## Problem to solve
Take each line from the entries that holds "instructions" and copy it out.

## The records
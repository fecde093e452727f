//! Chord layout: resolves every active note, groups them and decides how
//! the noteheads of each group share the horizontal axis.

use crate::model::*;
use crate::pitch::note_name;
use super::constants::*;
use super::dimensions::Dimensions;
use super::ledger::{ledger_line_positions, needs_ledger_line};
use super::position::resolve;
use super::sink::DrawSink;

// ═══════════════════════════════════════════════════════════════════════
// Note resolution
// ═══════════════════════════════════════════════════════════════════════

/// Ascending, duplicate-free copy of the active notes. Pitches above 127
/// are dropped.
pub fn sort_notes<I>(active_notes: I) -> Vec<MidiNote>
where
    I: IntoIterator<Item = MidiNote>,
{
    let mut sorted: Vec<MidiNote> = active_notes
        .into_iter()
        .filter(|&n| {
            if n > MAX_MIDI_NOTE {
                log::warn!("ignoring out-of-range MIDI note {n}");
                false
            } else {
                true
            }
        })
        .collect();
    sorted.sort_unstable();
    sorted.dedup();
    sorted
}

pub fn resolve_note(midi_note: MidiNote, key: KeySignature) -> NoteLayout {
    let placement = resolve(midi_note, key);
    NoteLayout {
        midi_note,
        staff_position: placement.staff_position,
        staff: placement.staff,
        accidental: placement.accidental,
        needs_ledger_line: needs_ledger_line(midi_note),
    }
}

// ═══════════════════════════════════════════════════════════════════════
// Grouping and collision detection
// ═══════════════════════════════════════════════════════════════════════

/// Partition the sorted notes into groups laid out together. Every held
/// note currently belongs to a single group (one chord).
pub fn group_notes(notes: &[NoteLayout]) -> Vec<ChordGroup> {
    if notes.is_empty() {
        return Vec::new();
    }
    vec![ChordGroup {
        members: (0..notes.len()).collect(),
    }]
}

/// Two noteheads collide when they share a slot (C and C#) or sit on a line
/// and the space right next to it (C and D).
pub fn needs_side_by_side(group: &ChordGroup, notes: &[NoteLayout]) -> bool {
    if group.members.len() <= 1 {
        return false;
    }

    for (i, &a) in group.members.iter().enumerate() {
        for &b in &group.members[i + 1..] {
            let diff = (notes[a].staff_position - notes[b].staff_position).abs();
            if diff < SAME_SLOT_TOLERANCE {
                return true;
            }
            if (ADJACENT_SLOT_MIN..=ADJACENT_SLOT_MAX).contains(&diff) {
                return true;
            }
        }
    }
    false
}

pub fn arrangement_for(group: &ChordGroup, notes: &[NoteLayout]) -> Arrangement {
    match group.members.len() {
        0 | 1 => Arrangement::Single,
        _ if needs_side_by_side(group, notes) => Arrangement::SideBySide,
        _ => Arrangement::Stacked,
    }
}

/// x of a notehead given its rank inside the group. Side-by-side groups use
/// two columns only and alternate by rank, not by pitch distance, so three
/// or more colliding notes can still overlap.
fn note_x(arrangement: Arrangement, group_x: f64, rank: usize, dims: &Dimensions) -> f64 {
    match arrangement {
        Arrangement::Single | Arrangement::Stacked => group_x,
        Arrangement::SideBySide if rank % 2 == 0 => group_x - dims.column_offset(),
        Arrangement::SideBySide => group_x + dims.column_offset(),
    }
}

// ═══════════════════════════════════════════════════════════════════════
// Layout
// ═══════════════════════════════════════════════════════════════════════

/// x of the first chord group: after the clef area and the key signature.
pub fn chord_origin_x(key: KeySignature, dims: &Dimensions) -> f64 {
    dims.left_margin()
        + dims.clef_width()
        + dims.key_signature_width(key.accidental_count())
        + dims.key_signature_padding()
}

/// Lay out the active notes, emitting draw instructions into `sink`.
///
/// Per note the order is ledger lines, accidental, notehead. The result
/// only depends on the set of notes, never on their order.
pub fn layout_chord_into<I, S>(
    active_notes: I,
    key: KeySignature,
    dims: &Dimensions,
    sink: &mut S,
) -> (Vec<NoteLayout>, Vec<GroupLayout>)
where
    I: IntoIterator<Item = MidiNote>,
    S: DrawSink + ?Sized,
{
    let sorted = sort_notes(active_notes);
    if sorted.is_empty() {
        return (Vec::new(), Vec::new());
    }

    let notes: Vec<NoteLayout> = sorted.iter().map(|&n| resolve_note(n, key)).collect();
    for note in &notes {
        log::trace!(
            "note {} -> position {} {:?} accidental {:?} ledger {}",
            note_name(note.midi_note), note.staff_position, note.staff, note.accidental, note.needs_ledger_line
        );
    }

    let base_x = chord_origin_x(key, dims);
    let mut group_offset_x = 0.0;
    let mut groups = Vec::new();

    for group in group_notes(&notes) {
        let group_x = base_x + group_offset_x;
        let arrangement = arrangement_for(&group, &notes);

        for (rank, &idx) in group.members.iter().enumerate() {
            let x = note_x(arrangement, group_x, rank, dims);
            emit_note(sink, &notes[idx], x, dims);
        }

        log::debug!(
            "laid out {} note(s) in {} as {:?} at x={:.1}",
            group.members.len(), key, arrangement, group_x
        );

        groups.push(GroupLayout {
            members: group.members,
            arrangement,
            x: group_x,
        });
        group_offset_x += dims.note_group_spacing();
    }

    (notes, groups)
}

/// Collecting variant of [`layout_chord_into`].
pub fn layout_chord<I>(active_notes: I, key: KeySignature, dims: &Dimensions) -> ChordLayout
where
    I: IntoIterator<Item = MidiNote>,
{
    let mut instructions = Vec::new();
    let (notes, groups) = layout_chord_into(active_notes, key, dims, &mut instructions);
    ChordLayout { notes, groups, instructions }
}

fn emit_note<S: DrawSink + ?Sized>(sink: &mut S, note: &NoteLayout, x: f64, dims: &Dimensions) {
    let y = dims.y_for(note.staff_position);

    if note.needs_ledger_line {
        for pos in ledger_line_positions(note.midi_note, note.staff_position) {
            sink.emit(DrawInstruction::LedgerLine {
                x,
                y: dims.y_for(pos),
                width: dims.ledger_line_width(),
            });
        }
    }

    if let Some(accidental) = note.accidental {
        sink.emit(DrawInstruction::Accidental {
            accidental,
            x: x - dims.accidental_offset(),
            y,
        });
    }

    sink.emit(DrawInstruction::Notehead {
        x,
        y,
        width: dims.note_width(),
        height: dims.note_height(),
    });
}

## Solved problem
/// Lay out the active notes, emitting draw instructions into `sink`.
    let mut instructions = Vec::new();
    let (notes, groups) = layout_chord_into(active_notes, key, dims, &mut instructions);
    ChordLayout { notes, groups, instructions }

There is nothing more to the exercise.